Outra novidade da feira é o patê de champignon, que leva temperos como azeite de oliva, cebolinha e salsinha e custa R$ 8. A produção é feita em Contenda, na Região Metropolitana de Curitiba (RMC). A proprietária da agroindústria familiar, Juanice Boszcz, conta que as vendas são realizadas só no Paraná e concentram-se em Curitiba e Região Metropolitana e Londrina. Segundo Juanice, são produzidos 500 mil quilos de champignon em conserva por mês e 240 vidros de patê. O faturamento bruto mensal chega a R$ 20 mil por mês. ''Sou filha de agricultor e o trabalho com champignon foi uma alternativa para a família continuar no campo'', contou.
Maria de Lourdes Dias Ramos participa da feira desde a primeira edição, em 1999. Ela vende chás orgânicos e travesseiros aromáticos ''recheados'' com ervas como camomila e macela. Os preços variam de R$ 13 a R$ 33.
Ela é proprietária da empresa Da Chácara Santo Antônio localizada em Quatro Barras (RMC). No local, também mantém um restaurante rural. Maria comercializa 500 pacotes de ervas e mil travesseiros por mês. O faturamento líquido chega a cerca de R$ 2,5 mil. ''Participar da feira é positivo para divulgação dos produtos e também traz retorno financeiro. É uma venda de oportunidade.''
O visitante que for à feira também vai encontrar flores. Um dos produtos inusitados na mostra é a rosa do deserto, trazida pela Flora Takemura, de Londrina. É um arbusto suculento de múltiplos troncos nativo das áreas desérticas do leste da África e Península Arábica.
Pode ser encontrada em várias tonalidades como vermelho, rosa, amarelo e branco. É uma planta que gosta de sol e pouca água. Segundo a proprietária da Flora, Rita Takemura, a florada acontece no período de primavera e verão. A família de Rita é produtora de flores em Londrina há mais de 50 anos e trabalha ainda com crisântemo, orquídea e pimenta. Hoje, são seis pessoas na produção e sete na loja. Para a feira, ela trouxe ainda uma rosa do deserto que tem sete anos e custa R$ 200. Em Londrina, ela cultiva uma planta destas que atingiu 30 anos e hoje possui dois metros de altura. As mudas são vendidas a partir de R$ 5.

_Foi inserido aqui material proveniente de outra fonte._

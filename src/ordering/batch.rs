//! Canonicalisation of many independent ladder sequences.

use num_complex::ComplexFloat;
use rayon::prelude::*;

use crate::ladder::{IndexOrderedLadderSequence, LadderSequence, Unordered};

/// Canonicalises every sequence of a batch in parallel, one sequence per task.
///
/// Each sequence is exclusively owned by the task processing it, so no synchronisation is
/// needed. The output preserves the input order.
pub fn canonicalise_batch<T>(
    sequences: Vec<LadderSequence<T, Unordered>>,
) -> Vec<IndexOrderedLadderSequence<T>>
where
    T: ComplexFloat + Send + Sync,
{
    sequences
        .into_par_iter()
        .map(IndexOrderedLadderSequence::<T>::from_sequence)
        .collect()
}

/// Canonicalises every sequence of a batch on the current thread.
pub fn canonicalise_batch_serial<T>(
    sequences: Vec<LadderSequence<T, Unordered>>,
) -> Vec<IndexOrderedLadderSequence<T>>
where
    T: ComplexFloat,
{
    sequences
        .into_iter()
        .map(IndexOrderedLadderSequence::<T>::from_sequence)
        .collect()
}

Outra expositora da feira é a empresa familiar Escher. Luciano Escher, um dos proprietários, conta que trabalha com orgânicos há 12 anos em Campo Magro (RMC). Ele produz geleias, pães e até molho de tomate, tudo orgânico. A empresa produz cerca de 300 pães por semana e 500 vidros de geleia por mês de sabores como amora, morango, uva, laranja e abóbora. As geleias custam R$ 6. ''Também trabalhamos com a produção de verduras orgânicas'', contou. A família atinge um faturamento bruto de R$ 7 mil por mês.